Aim of the exercise
Lines from the line with "let since = state.last_height();" to the line with "if report.advanced.is_some() ||" in the entries below, and only those, must be output exactly, with both ends included.

Data in this exercise
● ● ● ● ● ● ●

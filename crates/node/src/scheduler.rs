// Path: crates/node/src/scheduler.rs

//! One cancellable periodic task per running chain.

use crate::chain::{Chain, ChainStatus};
use dashmap::DashMap;
use futures::FutureExt;
use poc_api::chain::BlockHeaderService;
use poc_api::time::Clock;
use poc_consensus::{RoundManager, TickReport};
use poc_telemetry::time::TickTimer;
use poc_types::app::ChainId;
use poc_types::error::{ChainError, ErrorCode};
use std::panic::AssertUnwindSafe;
use std::sync::Arc;
use std::time::Duration;
use tokio::sync::watch;
use tokio::task::JoinHandle;
use tokio::time::{self, MissedTickBehavior};
use tracing::Instrument;

/// Everything a tick needs besides the chain itself.
#[derive(Clone)]
pub struct TickContext {
    pub headers: Arc<dyn BlockHeaderService>,
    pub rounds: Arc<RoundManager>,
    pub clock: Arc<dyn Clock>,
}

/// Runs one tick of `chain` under its state lock.
///
/// New headers are pulled, missed slots punished and the round rotated. A
/// consensus error marks the chain `Failed`: it cannot schedule safely any more.
pub async fn drive_chain_tick(chain: &Chain, ctx: &TickContext) -> Result<TickReport, ChainError> {
    let chain_id = chain.chain_id();
    let _timer = TickTimer::start(chain_id);
    let mut state = chain.state().lock().await;
    if chain.status() != ChainStatus::Running {
        return Ok(TickReport::default());
    }

    let since = state.last_height();
    let headers = ctx.headers.headers_after(chain_id, since).await?;
    let now = ctx.clock.now_millis();

    match ctx.rounds.tick(&mut state, now, headers) {
        Ok(report) => {
            chain.publish_round(state.round.as_ref());
            if report.advanced.is_some() || !report.missed_slots.is_empty() {
                tracing::debug!(
                    target: "consensus",
                    chain_id,
                    round = ?report.round_index,
                    advanced = ?report.advanced,
                    missed = report.missed_slots.len(),
                    "Tick applied"
                );
            }
            Ok(report)
        }
        Err(e @ ChainError::Consensus(_)) => {
            tracing::error!(
                target: "consensus",
                chain_id,
                code = e.code(),
                error = %e,
                "Chain cannot schedule; marking failed"
            );
            chain.set_status(ChainStatus::Failed);
            Err(e)
        }
        Err(e) => Err(e),
    }
}

/// The tick period of a chain: half a slot, so a missed slot is seen within half a slot.
pub fn tick_period(packing_interval_ms: u64) -> Duration {
    Duration::from_millis((packing_interval_ms / 2).max(1))
}

struct ScheduledTask {
    shutdown: watch::Sender<bool>,
    handle: JoinHandle<()>,
}

/// Owns the scheduler task of every running chain.
pub struct SchedulerManager {
    ctx: TickContext,
    tasks: DashMap<ChainId, ScheduledTask>,
}

impl SchedulerManager {
    pub fn new(ctx: TickContext) -> Self {
        Self {
            ctx,
            tasks: DashMap::new(),
        }
    }

    pub fn context(&self) -> &TickContext {
        &self.ctx
    }

    /// Starts the periodic task of `chain`. Returns `false` if one is already running.
    pub fn create_chain_scheduler(&self, chain: Arc<Chain>) -> bool {
        let chain_id = chain.chain_id();
        if let Some(existing) = self.tasks.get(&chain_id) {
            if !existing.handle.is_finished() {
                return false;
            }
        }

        let (shutdown, shutdown_rx) = watch::channel(false);
        let span = chain.loggers().consensus.clone();
        let handle = tokio::spawn(
            run_chain_ticker(chain, self.ctx.clone(), shutdown_rx).instrument(span),
        );
        self.tasks.insert(chain_id, ScheduledTask { shutdown, handle });
        true
    }

    /// Cancels the task of `chain_id` and waits for it to exit.
    ///
    /// A tick already in flight runs to completion; no tick starts after this
    /// returns. Other chains' tasks are unaffected.
    pub async fn cancel(&self, chain_id: ChainId) -> bool {
        let Some((_, task)) = self.tasks.remove(&chain_id) else {
            return false;
        };
        let _ = task.shutdown.send(true);
        if let Err(e) = task.handle.await {
            tracing::error!(target: "consensus", chain_id, error = %e, "Scheduler task ended abnormally");
        }
        true
    }

    pub fn is_scheduled(&self, chain_id: ChainId) -> bool {
        self.tasks
            .get(&chain_id)
            .map(|t| !t.handle.is_finished())
            .unwrap_or(false)
    }
}

async fn run_chain_ticker(chain: Arc<Chain>, ctx: TickContext, mut shutdown_rx: watch::Receiver<bool>) {
    let chain_id = chain.chain_id();
    let period = tick_period(chain.config().packing_interval);
    tracing::info!(
        target: "consensus",
        chain_id,
        period_ms = u64::try_from(period.as_millis()).unwrap_or(u64::MAX),
        "Scheduler started"
    );

    let mut ticker = time::interval(period);
    ticker.set_missed_tick_behavior(MissedTickBehavior::Skip);

    loop {
        tokio::select! {
            biased;
            changed = shutdown_rx.changed() => {
                if changed.is_err() || *shutdown_rx.borrow() {
                    break;
                }
            }
            _ = ticker.tick() => {
                let result = AssertUnwindSafe(drive_chain_tick(&chain, &ctx)).catch_unwind().await;
                match result {
                    Ok(Ok(_)) => {}
                    Ok(Err(e)) if chain.status() == ChainStatus::Failed => {
                        tracing::error!(target: "consensus", chain_id, error = %e, "Scheduler stopping on fatal error");
                        break;
                    }
                    Ok(Err(e)) => {
                        tracing::warn!(
                            target: "consensus",
                            chain_id,
                            retryable = e.is_retryable(),
                            error = %e,
                            "Tick failed; retrying next tick"
                        );
                    }
                    Err(panic) => {
                        tracing::error!(target: "consensus", chain_id, "Tick panicked: {:?}. Continuing loop.", panic);
                    }
                }
            }
        }
    }
    tracing::info!(target: "consensus", chain_id, "Scheduler stopped");
}

#[cfg(test)]
mod tests {
    use super::*;

    #[test]
    fn tick_period_is_half_a_slot() {
        assert_eq!(tick_period(10_000), Duration::from_millis(5_000));
        assert_eq!(tick_period(1), Duration::from_millis(1));
    }
}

● ● ● ● ● ● ●

Exercise response
    let since = state.last_height();
    let headers = ctx.headers.headers_after(chain_id, since).await?;
    let now = ctx.clock.now_millis();

    match ctx.rounds.tick(&mut state, now, headers) {
        Ok(report) => {
            chain.publish_round(state.round.as_ref());
            if report.advanced.is_some() || !report.missed_slots.is_empty() {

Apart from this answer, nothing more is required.